The fix introduced when thinner phones were still the name of the game, was fast charging. OnePlus cornered the market for a long time with ridiculously fast wired charging speeds, making the company’s already large smartphone batteries last even longer. The OnePlus 10T 5G supports up to 125W SuperVOOC charging, which gets you from zero to 100 percent battery in 20 minutes. Even the OnePlus 11 sneaks in 80W fast charging.
But why rely on a special charger when you can just buy a slightly thicker phone with a greater battery capacity right off the bat? Changing up the design of our smartphones could keep us scrolling for longer, without the need for extra equipment, a benefit I think everyone will appreciate.
A More Robust Camera
The other major component that can take advantage of the added space of a thick phone is the camera. We already know the iPhone 15 Pro’s camera bump is going to be huge, and it's widely assumed that’s because Apple is adopting a periscope lens on its high-end smartphones.

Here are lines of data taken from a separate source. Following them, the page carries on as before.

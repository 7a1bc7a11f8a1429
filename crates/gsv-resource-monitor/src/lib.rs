//! # GSV Resource Monitor
//!
//! Samples CPU and memory usage of one process on a fixed interval.
//!
//! [`ResourceSampler`] runs on a [`gsv_task::PeriodicTaskEngine`] and reads
//! the OS through a [`ProcessProbe`]; [`SysinfoProbe`] is the real one.

pub mod probe;
pub mod sampler;
pub mod units;

pub use probe::{ProbeReading, ProcessProbe, SysinfoProbe};
pub use sampler::{ResourceSample, ResourceSampler, SampleConsumer, DEFAULT_SAMPLE_INTERVAL};
pub use units::format_bytes;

Periscope lenses use mirrors to reflect light onto an image sensor and offer a more dramatic optical zoom without the need for digital processing. It’s how Samsung achieves its ridiculous “100X Space Zoom” (technically a combination of optical and digital zooms) on the Galaxy S20 Ultra, and was first popularized by the Huawei P30. Naturally, this takes up more space than a traditional lens, and technically, you could achieve an even greater zoom with an even larger periscope setup, but that won’t happen and won’t look natural without a bigger phone (and an even more ridiculous camera plateau).
That’s not just glass either; the same goes for the image sensor itself. If you wanted to slip in a larger one to capture more light but keep every other component the same, you’d probably have to opt for a thicker overall phone. It’d end up looking like something closer to the point-and-shoot cameras smartphones replaced.

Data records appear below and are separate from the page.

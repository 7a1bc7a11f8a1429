//! Transport seam for the administrative protocol.
//!
//! The wire protocol itself lives outside this workspace. Deployments plug a
//! [`RemoteTransport`] into the supervisor; tests use scripted ones.

use crate::error::{RemoteError, RemoteResult};
use async_trait::async_trait;
use std::fmt;

/// Where the server listens for administrative sessions, and the shared secret.
#[derive(Clone, PartialEq, Eq)]
pub struct RemoteEndpoint {
    /// Host name or address, usually loopback.
    pub host: String,
    /// Administrative port from the server settings.
    pub port: u16,
    /// Shared secret. Never printed by `Debug`.
    pub secret: String,
}

impl RemoteEndpoint {
    /// Create an endpoint.
    pub fn new(host: impl Into<String>, port: u16, secret: impl Into<String>) -> Self {
        Self {
            host: host.into(),
            port,
            secret: secret.into(),
        }
    }

    /// `host:port`
    pub fn address(&self) -> String {
        format!("{}:{}", self.host, self.port)
    }
}

impl fmt::Debug for RemoteEndpoint {
    fn fmt(&self, f: &mut fmt::Formatter<'_>) -> fmt::Result {
        f.debug_struct("RemoteEndpoint")
            .field("host", &self.host)
            .field("port", &self.port)
            .field("secret", &"<redacted>")
            .finish()
    }
}

/// One open administrative session.
#[async_trait]
pub trait RemoteSession: Send {
    /// Returns `Ok(false)` when the server rejects the secret.
    async fn authenticate(&mut self, secret: &str) -> RemoteResult<bool>;

    /// Run one command. `multi_packet` asks the transport to collect a
    /// response that spans several packets.
    async fn execute(&mut self, command: &str, multi_packet: bool) -> RemoteResult<String>;

    /// Close the session. The session is not used afterwards.
    async fn disconnect(&mut self) -> RemoteResult<()>;
}

/// Opens sessions to an endpoint.
#[async_trait]
pub trait RemoteTransport: Send + Sync {
    /// Open a session. Authentication is a separate step.
    async fn connect(&self, endpoint: &RemoteEndpoint) -> RemoteResult<Box<dyn RemoteSession>>;
}

/// Transport for deployments without a remote protocol: every connect fails,
/// so the supervisor runs in forced-stop mode.
#[derive(Debug, Default, Clone)]
pub struct UnavailableTransport;

#[async_trait]
impl RemoteTransport for UnavailableTransport {
    async fn connect(&self, endpoint: &RemoteEndpoint) -> RemoteResult<Box<dyn RemoteSession>> {
        Err(RemoteError::unavailable(format!(
            "no remote transport configured for {}",
            endpoint.address()
        )))
    }
}

#[cfg(test)]
mod tests {
    use super::*;

    #[test]
    fn test_endpoint_debug_hides_secret() {
        let endpoint = RemoteEndpoint::new("127.0.0.1", 25575, "hunter2");
        let rendered = format!("{:?}", endpoint);
        assert!(!rendered.contains("hunter2"));
        assert_eq!(endpoint.address(), "127.0.0.1:25575");
    }

    #[tokio::test]
    async fn test_unavailable_transport_never_connects() {
        let endpoint = RemoteEndpoint::new("127.0.0.1", 25575, "secret");
        let result = UnavailableTransport.connect(&endpoint).await;
        assert!(matches!(result, Err(RemoteError::Unavailable { .. })));
    }
}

Design That Actually Fits Human Hands
More important than what a roomier phone can do, thick phones are just more comfortable to hold! Our hands are padded and round. They can hold uncomfortable things, but there’s something pleasing about the curved back of an iPhone 3GS that my iPhone 13 mini will never be able to replicate. The thick phone accommodates the natural curve of our hands and the pleasure that comes from holding something with weight.

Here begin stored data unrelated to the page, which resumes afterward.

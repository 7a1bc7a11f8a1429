//! OS access for the sampler.
//!
//! [`ProcessProbe`] is the seam between the sampler's arithmetic and the
//! operating system. Tests drive the sampler with scripted readings;
//! production uses [`SysinfoProbe`], which refreshes only the counters it
//! reads.

use gsv_common::{ProcessError, ProcessResult};
use parking_lot::Mutex;
use std::ffi::OsStr;
use std::time::Duration;
use sysinfo::{Pid, ProcessRefreshKind, ProcessesToUpdate, System};

/// One raw OS reading for a process.
#[derive(Debug, Clone, Copy, PartialEq, Eq)]
pub struct ProbeReading {
    /// Total CPU time consumed across all cores.
    pub processor_time: Duration,
    /// Resident set size.
    pub memory_bytes: u64,
}

/// Reads process counters from the operating system.
pub trait ProcessProbe: Send + Sync {
    /// Read the counters of `pid`. Fails with `NotFound` once it is gone.
    fn sample(&self, pid: u32) -> ProcessResult<ProbeReading>;

    /// Pids of all processes whose executable name is `name`.
    fn find_by_name(&self, name: &str) -> Vec<u32>;

    /// Logical CPUs available to the machine.
    fn logical_cores(&self) -> usize;
}

/// [`ProcessProbe`] backed by `sysinfo`.
pub struct SysinfoProbe {
    system: Mutex<System>,
    cores: usize,
}

impl SysinfoProbe {
    /// Create a probe with an empty process table. Each call refreshes only what it reads.
    pub fn new() -> Self {
        let cores = std::thread::available_parallelism()
            .map(|n| n.get())
            .unwrap_or(1);
        Self {
            system: Mutex::new(System::new()),
            cores,
        }
    }
}

impl Default for SysinfoProbe {
    fn default() -> Self {
        Self::new()
    }
}

impl ProcessProbe for SysinfoProbe {
    fn sample(&self, pid: u32) -> ProcessResult<ProbeReading> {
        let sys_pid = Pid::from_u32(pid);
        let mut system = self.system.lock();
        system.refresh_processes_specifics(
            ProcessesToUpdate::Some(&[sys_pid]),
            true,
            ProcessRefreshKind::nothing().with_cpu().with_memory(),
        );

        let process = system
            .process(sys_pid)
            .ok_or_else(|| ProcessError::not_found(pid.to_string()))?;

        Ok(ProbeReading {
            processor_time: Duration::from_millis(process.accumulated_cpu_time()),
            memory_bytes: process.memory(),
        })
    }

    fn find_by_name(&self, name: &str) -> Vec<u32> {
        let mut system = self.system.lock();
        system.refresh_processes(ProcessesToUpdate::All, true);

        let mut pids: Vec<u32> = system
            .processes()
            .iter()
            .filter(|(_, process)| process.name() == OsStr::new(name))
            .map(|(pid, _)| pid.as_u32())
            .collect();
        pids.sort_unstable();
        pids
    }

    fn logical_cores(&self) -> usize {
        self.cores
    }
}

#[cfg(test)]
mod tests {
    use super::*;

    #[test]
    fn test_sample_own_process() {
        let probe = SysinfoProbe::new();
        let reading = probe.sample(std::process::id()).unwrap();
        assert!(reading.memory_bytes > 0);
        assert!(probe.logical_cores() >= 1);
    }

    #[test]
    fn test_sample_missing_process() {
        let probe = SysinfoProbe::new();
        let result = probe.sample(u32::MAX - 1);
        assert!(matches!(result, Err(ProcessError::NotFound { .. })));
    }

    #[test]
    fn test_find_unknown_name() {
        let probe = SysinfoProbe::new();
        assert!(probe.find_by_name("no-such-game-server-binary").is_empty());
    }
}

I didn’t sign up to hold the corner of a MacBook Air; I want something that I’ll actually enjoy holding and using for hours at a time, despite my claims to the latter! No company is guiltier of this abandonment of basic comfort than Apple. In fact, the trend towards thinness and minimalism has been so well-documented at the company across its laptops, desktops, tablets, and phones, that there’s a whole genre of articles dedicated to sussing out whether the next device will be thinner or thicker than the last.
“iPhone 6s photos leak shows new phone will be thicker than iPhone 6, could make cases defunct,” The Independent wrote. “The iPhone 13 is thicker and heavier than the iPhone 12,” Ars Technica reported. You’ll note that both examples highlight Apple’s devices getting thicker because, as of late (read: post-Jony Ive Apple), Apple’s embraced a more robust, thick, substantial (the adjectives go on) phone in exchange for the benefits that the extra space provides. Something that really became obvious with the iPhone 12, which eschewed faux curves for what could be described as a boxy design.
Thick phones have their benefits, and with skinny jeans firmly out of style, there’s never been a better time to embrace them fully. So I'm calling on all phone makers to make a thick phone and be proud of it. Make the claim that changing the design will make using the device more enjoyable. A thicker Pixel 7a is a start, but we must go further. Thin phones had their moment and now thick phones are here. It’s time we all agree that thick phones are actually the best phones.